:: PROVIDED RECORDS ::
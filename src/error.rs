// src/error.rs

use thiserror::Error;

/// Error type for the whole pipeline. The two fatal conditions a run can hit
/// are a failed fetch and a page where no table yields a value; both leave the
/// persisted history and workbook untouched.
#[derive(Error, Debug)]
pub enum ScrapeError {
    #[error("could not retrieve presence page: {0}")]
    Fetch(#[from] reqwest::Error),

    #[error("could not locate presence value for {ticker}")]
    ValueNotFound { ticker: String },

    #[error("{0}")]
    BadArg(String),

    #[error("invalid timestamp: {0}")]
    BadTimestamp(#[from] chrono::ParseError),

    #[error("{0}")]
    Io(#[from] std::io::Error),

    #[error("{0}")]
    Json(#[from] serde_json::Error),

    #[error("{0}")]
    Zip(#[from] zip::result::ZipError),
}
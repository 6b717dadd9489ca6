// src/html.rs
// Streaming HTML table extractor.
// Deliberately naive but tolerant: recognizes <table>, <tr> and <td>/<th>
// (case-insensitive), skips every other tag, and never fails on unbalanced
// markup. Whatever structure can be recovered is returned; the rest is
// silently dropped.

/// A parsed table: rows of tag-stripped, whitespace-normalized cell texts.
#[derive(Debug, Clone, Default, PartialEq, Eq)]
pub struct Table {
    pub rows: Vec<Vec<String>>,
}

/// Parser state for a single forward scan: a stack of in-progress tables
/// (markup may nest them), plus the current row and cell of the innermost one.
#[derive(Default)]
struct TableParser {
    tables: Vec<Table>,
    stack: Vec<Table>,
    row: Option<Vec<String>>,
    cell: Option<String>,
}

impl TableParser {
    fn open_tag(&mut self, name: &str) {
        match name {
            "table" => self.stack.push(Table::default()),
            "tr" if !self.stack.is_empty() => self.row = Some(Vec::new()),
            "td" | "th" if self.row.is_some() => self.cell = Some(String::new()),
            _ => {}
        }
    }

    fn close_tag(&mut self, name: &str) {
        match name {
            "td" | "th" => {
                if let (Some(cell), Some(row)) = (self.cell.take(), self.row.as_mut()) {
                    row.push(normalize_ws(&normalize_entities(&cell)));
                }
            }
            "tr" => {
                if let Some(row) = self.row.take() {
                    // Keep the row only if at least one cell survived trimming
                    if row.iter().any(|c| !c.is_empty()) {
                        if let Some(table) = self.stack.last_mut() {
                            table.rows.push(row);
                        }
                    }
                }
            }
            "table" => {
                if let Some(table) = self.stack.pop() {
                    if !table.rows.is_empty() {
                        self.tables.push(table);
                    }
                }
            }
            _ => {}
        }
    }

    fn text(&mut self, data: &str) {
        // Text outside any cell is discarded
        if let Some(cell) = self.cell.as_mut() {
            cell.push_str(data);
        }
    }
}

/// Scan `html` once and return every table that ended up with at least one
/// non-empty row. Nested tables are reported as results of their own, in the
/// order their closing tags appear (innermost first). Unmatched closing tags
/// are ignored; unterminated markup yields whatever was completed before it.
pub fn extract_tables(html: &str) -> Vec<Table> {
    let lc = to_lower(html);
    let mut p = TableParser::default();
    let mut i = 0usize;

    while i < html.len() {
        if lc.as_bytes()[i] != b'<' {
            let end = lc[i..].find('<').map_or(html.len(), |j| i + j);
            p.text(&html[i..end]);
            i = end;
            continue;
        }

        // Comments may contain table markup; skip them whole
        if lc[i..].starts_with("<!--") {
            i = lc[i + 4..].find("-->").map_or(html.len(), |j| i + 4 + j + 3);
            continue;
        }

        let Some(gt) = lc[i..].find('>') else { break };
        let (is_close, name) = tag_name(&lc[i + 1..i + gt]);
        i += gt + 1;

        if is_close {
            p.close_tag(name);
        } else if name == "script" || name == "style" {
            // Raw text elements: nothing inside is markup or cell text
            i = skip_raw_element(&lc, i, name);
        } else {
            p.open_tag(name);
        }
    }

    p.tables
}

/// Split a tag body (the text between `<` and `>`) into close-flag and name.
/// Attributes and anything after the name are ignored.
fn tag_name(body: &str) -> (bool, &str) {
    let body = body.trim();
    let (is_close, rest) = match body.strip_prefix('/') {
        Some(r) => (true, r.trim_start()),
        None => (false, body),
    };
    let end = rest
        .find(|c: char| !c.is_ascii_alphanumeric())
        .unwrap_or(rest.len());
    (is_close, &rest[..end])
}

/// Advance past the matching `</script>` / `</style>` close tag.
fn skip_raw_element(lc: &str, from: usize, name: &str) -> usize {
    let close = format!("</{name}");
    match lc[from..].find(&close) {
        Some(j) => {
            let at = from + j;
            lc[at..].find('>').map_or(lc.len(), |g| at + g + 1)
        }
        None => lc.len(),
    }
}

/// Minimal HTML entity decoding for cell text. `&amp;` goes last so that
/// doubly-escaped sequences are not decoded twice.
pub fn normalize_entities(s: &str) -> String {
    s.replace("&nbsp;", " ")
        .replace("&lt;", "<")
        .replace("&gt;", ">")
        .replace("&quot;", "\"")
        .replace("&#39;", "'")
        .replace("&amp;", "&")
}

/// Collapse sequences of whitespace into a single space and trim.
pub fn normalize_ws(s: &str) -> String {
    let mut out = String::with_capacity(s.len());
    let mut prev_space = false;
    for ch in s.chars() {
        if ch.is_whitespace() {
            if !prev_space {
                out.push(' ');
                prev_space = true;
            }
        } else {
            out.push(ch);
            prev_space = false;
        }
    }
    out.trim().to_string()
}

/// ASCII-only lowercasing; byte length is preserved so indexes into the
/// lowered copy are valid for the original.
fn to_lower(s: &str) -> String {
    s.chars()
        .map(|c| if c.is_ascii() { c.to_ascii_lowercase() } else { c })
        .collect()
}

:: ASSIGNMENT ::
The whole listing above is to be reproduced without any slip.

:: ANSWER BOX ::
filename src/error.rs
// src/error.rs

use thiserror::Error;

/// Error type for the whole pipeline. The two fatal conditions a run can hit
/// are a failed fetch and a page where no table yields a value; both leave the
/// persisted history and workbook untouched.
#[derive(Error, Debug)]
pub enum ScrapeError {
    #[error("could not retrieve presence page: {0}")]
    Fetch(#[from] reqwest::Error),

    #[error("could not locate presence value for {ticker}")]
    ValueNotFound { ticker: String },

    #[error("{0}")]
    BadArg(String),

    #[error("invalid timestamp: {0}")]
    BadTimestamp(#[from] chrono::ParseError),

    #[error("{0}")]
    Io(#[from] std::io::Error),

    #[error("{0}")]
    Json(#[from] serde_json::Error),

    #[error("{0}")]
    Zip(#[from] zip::result::ZipError),
}
repository 6b717dadd9489ca6
// src/html.rs
// Streaming HTML table extractor.
// Deliberately naive but tolerant: recognizes <table>, <tr> and <td>/<th>
// (case-insensitive), skips every other tag, and never fails on unbalanced
// markup. Whatever structure can be recovered is returned; the rest is
// silently dropped.

/// A parsed table: rows of tag-stripped, whitespace-normalized cell texts.
#[derive(Debug, Clone, Default, PartialEq, Eq)]
pub struct Table {
    pub rows: Vec<Vec<String>>,
}

/// Parser state for a single forward scan: a stack of in-progress tables
/// (markup may nest them), plus the current row and cell of the innermost one.
#[derive(Default)]
struct TableParser {
    tables: Vec<Table>,
    stack: Vec<Table>,
    row: Option<Vec<String>>,
    cell: Option<String>,
}

impl TableParser {
    fn open_tag(&mut self, name: &str) {
        match name {
            "table" => self.stack.push(Table::default()),
            "tr" if !self.stack.is_empty() => self.row = Some(Vec::new()),
            "td" | "th" if self.row.is_some() => self.cell = Some(String::new()),
            _ => {}
        }
    }

    fn close_tag(&mut self, name: &str) {
        match name {
            "td" | "th" => {
                if let (Some(cell), Some(row)) = (self.cell.take(), self.row.as_mut()) {
                    row.push(normalize_ws(&normalize_entities(&cell)));
                }
            }
            "tr" => {
                if let Some(row) = self.row.take() {
                    // Keep the row only if at least one cell survived trimming
                    if row.iter().any(|c| !c.is_empty()) {
                        if let Some(table) = self.stack.last_mut() {
                            table.rows.push(row);
                        }
                    }
                }
            }
            "table" => {
                if let Some(table) = self.stack.pop() {
                    if !table.rows.is_empty() {
                        self.tables.push(table);
                    }
                }
            }
            _ => {}
        }
    }

    fn text(&mut self, data: &str) {
        // Text outside any cell is discarded
        if let Some(cell) = self.cell.as_mut() {
            cell.push_str(data);
        }
    }
}

/// Scan `html` once and return every table that ended up with at least one
/// non-empty row. Nested tables are reported as results of their own, in the
/// order their closing tags appear (innermost first). Unmatched closing tags
/// are ignored; unterminated markup yields whatever was completed before it.
pub fn extract_tables(html: &str) -> Vec<Table> {
    let lc = to_lower(html);
    let mut p = TableParser::default();
    let mut i = 0usize;

    while i < html.len() {
        if lc.as_bytes()[i] != b'<' {
            let end = lc[i..].find('<').map_or(html.len(), |j| i + j);
            p.text(&html[i..end]);
            i = end;
            continue;
        }

        // Comments may contain table markup; skip them whole
        if lc[i..].starts_with("<!--") {
            i = lc[i + 4..].find("-->").map_or(html.len(), |j| i + 4 + j + 3);
            continue;
        }

        let Some(gt) = lc[i..].find('>') else { break };
        let (is_close, name) = tag_name(&lc[i + 1..i + gt]);
        i += gt + 1;

        if is_close {
            p.close_tag(name);
        } else if name == "script" || name == "style" {
            // Raw text elements: nothing inside is markup or cell text
            i = skip_raw_element(&lc, i, name);
        } else {
            p.open_tag(name);
        }
    }

    p.tables
}

/// Split a tag body (the text between `<` and `>`) into close-flag and name.
/// Attributes and anything after the name are ignored.
fn tag_name(body: &str) -> (bool, &str) {
    let body = body.trim();
    let (is_close, rest) = match body.strip_prefix('/') {
        Some(r) => (true, r.trim_start()),
        None => (false, body),
    };
    let end = rest
        .find(|c: char| !c.is_ascii_alphanumeric())
        .unwrap_or(rest.len());
    (is_close, &rest[..end])
}

/// Advance past the matching `</script>` / `</style>` close tag.
fn skip_raw_element(lc: &str, from: usize, name: &str) -> usize {
    let close = format!("</{name}");
    match lc[from..].find(&close) {
        Some(j) => {
            let at = from + j;
            lc[at..].find('>').map_or(lc.len(), |g| at + g + 1)
        }
        None => lc.len(),
    }
}

/// Minimal HTML entity decoding for cell text. `&amp;` goes last so that
/// doubly-escaped sequences are not decoded twice.
pub fn normalize_entities(s: &str) -> String {
    s.replace("&nbsp;", " ")
        .replace("&lt;", "<")
        .replace("&gt;", ">")
        .replace("&quot;", "\"")
        .replace("&#39;", "'")
        .replace("&amp;", "&")
}

/// Collapse sequences of whitespace into a single space and trim.
pub fn normalize_ws(s: &str) -> String {
    let mut out = String::with_capacity(s.len());
    let mut prev_space = false;
    for ch in s.chars() {
        if ch.is_whitespace() {
            if !prev_space {
                out.push(' ');
                prev_space = true;
            }
        } else {
            out.push(ch);
            prev_space = false;
        }
    }
    out.trim().to_string()
}

/// ASCII-only lowercasing; byte length is preserved so indexes into the
/// lowered copy are valid for the original.
fn to_lower(s: &str) -> String {
    s.chars()
        .map(|c| if c.is_ascii() { c.to_ascii_lowercase() } else { c })
        .collect()
}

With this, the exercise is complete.